Quelques remarques de
bon sens sur les élections européennes en France et en Roumanie
Le prétendu séisme électoral français et toutes les émotions
réelles ou feintes qu’il a suscité[1], doit être remis à sa
juste place. En premier lieu regardons sa réalité comptable. Le FN a certes reçu
26% des votes avec une abstention de 56,5%, soit 26% de 43,5% des votants, ce
qui nous donne environ 11% du corps électoral. Plus précisément, le FN
représente 4,84 millions d’électeurs, l’UMP 4,03 millions, le PS 2,7, el Modem
1,92, les Verts 1,7, etc… En revanche, l’abstention représente 25 millions
d’électeurs ! La seule conclusion que l’on puisse tirer de ces résultats,
c’est leur ridicule. La vraie victoire est bien celle des abstentionnistes qui
ont refusé de voter pour tant pour les partis de gouvernement classiques qui
sont ainsi totalement délégitimés (le Président de la République et son Premier
ministre en tête, et l’UMP qui ne s’en tire pas beaucoup mieux) que pour des
oppositions dites d’extrême gauche devenues inexistantes. Tous les bobards
prévisionnels de droite et de gauche, ensemble ne peuvent plus masquer l’incapacité
de l’ensemble de la classe politique à gérer une crise qui s’intensifie année
après année. Si l’on ajoute à cela le fait avéré et répété qu’une majorité de
jeunes et d’ouvriers ont voté pour le FN[2], et abandonné tous les
partis d’une gauche plus ou moins radicale ou souverainistes (Front de Gauche, Nouveau
parti anticapitaliste, Lutte ouvrière, Dupont-Aignan, UPR d’Asselineau), nous
avons une image assez précise de ce qu’il représente réellement. Et le pire est
encore à venir ; sachant que le PS perd peu à peu le vote des émigrés
intégrés, le FN va devenir le grand parti de la classe ouvrière et des petites
classes moyennes, françaises et émigrées ![3]
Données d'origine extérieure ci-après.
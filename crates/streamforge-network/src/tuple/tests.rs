//! Tests for the tuple model.

use super::*;
use crate::fact::fact;
use proptest::prelude::*;
use smallvec::smallvec;

mod tuple_list {
    use super::*;

    #[test]
    fn test_add_and_remove_middle() {
        let mut list = TupleList::new();
        let a = list.add('a');
        let b = list.add('b');
        let c = list.add('c');

        assert_eq!(list.first(), Some(&'a'));
        assert_eq!(list.last(), Some(&'c'));
        assert_eq!(list.remove(b), 'b');
        assert_eq!(list.iter().copied().collect::<String>(), "ac");
        assert_eq!(list.get(a), Some(&'a'));
        assert_eq!(list.get(b), None);

        list.remove(a);
        assert_eq!(list.first(), Some(&'c'));
        list.remove(c);
        assert!(list.is_empty());
        assert_eq!(list.first(), None);
        assert_eq!(list.last(), None);
    }

    #[test]
    fn test_drain_and_reuse() {
        let mut list = TupleList::new();
        for i in 0..5 {
            list.add(i);
        }
        assert_eq!(list.drain(), vec![0, 1, 2, 3, 4]);
        assert!(list.is_empty());

        let e = list.add(9);
        assert_eq!(list.entries().map(|(entry, v)| (entry, *v)).collect::<Vec<_>>(), vec![(e, 9)]);
    }

    #[test]
    #[should_panic(expected = "already removed")]
    fn test_double_remove_panics() {
        let mut list = TupleList::new();
        let e = list.add(1);
        list.remove(e);
        list.remove(e);
    }

    #[derive(Debug, Clone)]
    enum Op {
        Add(u8),
        Remove(usize),
    }

    fn op() -> impl Strategy<Value = Op> {
        prop_oneof![any::<u8>().prop_map(Op::Add), any::<usize>().prop_map(Op::Remove)]
    }

    proptest! {
        #[test]
        fn prop_matches_vec_model(ops in prop::collection::vec(op(), 0..64)) {
            let mut list = TupleList::new();
            let mut model: Vec<(ListEntry, u8)> = Vec::new();

            for op in ops {
                match op {
                    Op::Add(v) => model.push((list.add(v), v)),
                    Op::Remove(i) if !model.is_empty() => {
                        let (entry, v) = model.remove(i % model.len());
                        prop_assert_eq!(list.remove(entry), v);
                    }
                    Op::Remove(_) => {}
                }
                prop_assert_eq!(list.len(), model.len());
                prop_assert_eq!(list.first(), model.first().map(|(_, v)| v));
                prop_assert_eq!(list.last(), model.last().map(|(_, v)| v));
                let values: Vec<u8> = list.iter().copied().collect();
                let expected: Vec<u8> = model.iter().map(|(_, v)| *v).collect();
                prop_assert_eq!(values, expected);
            }
        }
    }
}

mod tuple_state {
    use super::*;

    #[test]
    fn test_lifecycle() {
        let mut state = TupleState::Creating;
        assert!(state.is_dirty());
        assert_eq!(state.settle(), Some(Event::Insert));
        assert_eq!(state, TupleState::Ok);

        assert!(state.mark_updated());
        assert!(!state.mark_updated());
        assert_eq!(state.settle(), Some(Event::Update));

        assert!(state.mark_retracted());
        assert_eq!(state.settle(), Some(Event::Retract));
        assert_eq!(state, TupleState::Dead);
        assert!(!state.is_active());
    }

    #[test]
    fn test_abort_before_propagation() {
        let mut state = TupleState::Creating;
        assert!(!state.mark_updated());
        assert!(!state.mark_retracted());
        assert_eq!(state, TupleState::Aborting);
        assert_eq!(state.settle(), None);
        assert_eq!(state, TupleState::Dead);
    }

    #[test]
    fn test_retract_while_updating() {
        let mut state = TupleState::Ok;
        assert!(state.mark_updated());
        assert!(!state.mark_retracted());
        assert_eq!(state.settle(), Some(Event::Retract));
    }

    #[test]
    #[should_panic(expected = "Impossible state")]
    fn test_update_of_dead_tuple() {
        let mut state = TupleState::Dead;
        state.mark_updated();
    }
}

mod arena {
    use super::*;

    #[test]
    fn test_slots_and_sweep() {
        let mut arena = TupleArena::new();
        let id = arena.create(smallvec![fact(1u32), fact("x")], 2);
        assert_eq!(arena.facts(id).len(), 2);
        assert!(matches!(arena.slot(id, 1), StoreValue::Empty));

        arena.set_slot(id, 1, StoreValue::Passed);
        assert!(matches!(arena.take_slot(id, 1), StoreValue::Passed));
        assert!(matches!(arena.slot(id, 1), StoreValue::Empty));

        arena.state_mut(id).settle();
        arena.state_mut(id).mark_retracted();
        arena.state_mut(id).settle();
        arena.bury(id);
        // Buried tuples stay readable until swept.
        assert_eq!(arena.facts(id).len(), 2);
        assert_eq!(arena.sweep(), 1);
        assert_eq!(arena.len(), 0);
    }
}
Quoiqu’en Roumanie, dans un contexte social différent, le
parti vainqueur n’est pas beaucoup mieux
loti que le FN en France. Le PSD et ses deux commensaux, rassemblent 42% de
votants pour un taux d’abstention de 65,3%, donc le PSD représente 42% de 35,7%
de votants, soit 15% de tout l’électorat, il y a là pas de quoi pavoiser. De
fait, dans tous les pays où le taux d’abstention dépasse les 60%, il faut
considérer ces dernières élections comme une sinistre pantalonade ; et les
rodomontades des politiciens et d’un certain nombre d’intellectuels roumains et
autres ne changent rien à l’affaire.[4]
En effet, comment prendre au sérieux une élection quand nous
avons au long des années appris deux choses, d’une part que les députés
européens n’ont quasiment aucun pouvoir politique, sauf celui de voter des
décrets qui imposent la dimension de la circonférence des couvercles de WC, ceux
qui cherchent à interdire les fromages fermiers, l’abattage familial du porc et
la distillation de la Slibowitz à la ferme ! On le constate aisément, une
majorité des citoyens européens sont armés d’un fort bon sens en refusant leur
voix à des pantins, élus simplement pour faire semblant, pour jouer les pitres
animateurs de l’un des pires exemples de la politique spectacle dont Messieurs
Cohn-Bendit, Bonino, Vadim Tudor ou Becali furent les parfaits et plus ou moins
célèbres exemples. Le pouvoir n’est pas plus dans la main de la commission et
de la Présidence (non élue), le réel pouvoir est dans la finance euro-atlantique,
laquelle donne les ordres que van Rompuy, Ashton et Barroso appliquent avec les
autres commissaires. Alors qui est le grand vainqueur de ces élections
spectacles ? Mais l’abstention mon cher Watson, et ce d’autant plus si l’on
ajoute à l’abstention les votes annulés et les votes blancs. Qui a gagné ?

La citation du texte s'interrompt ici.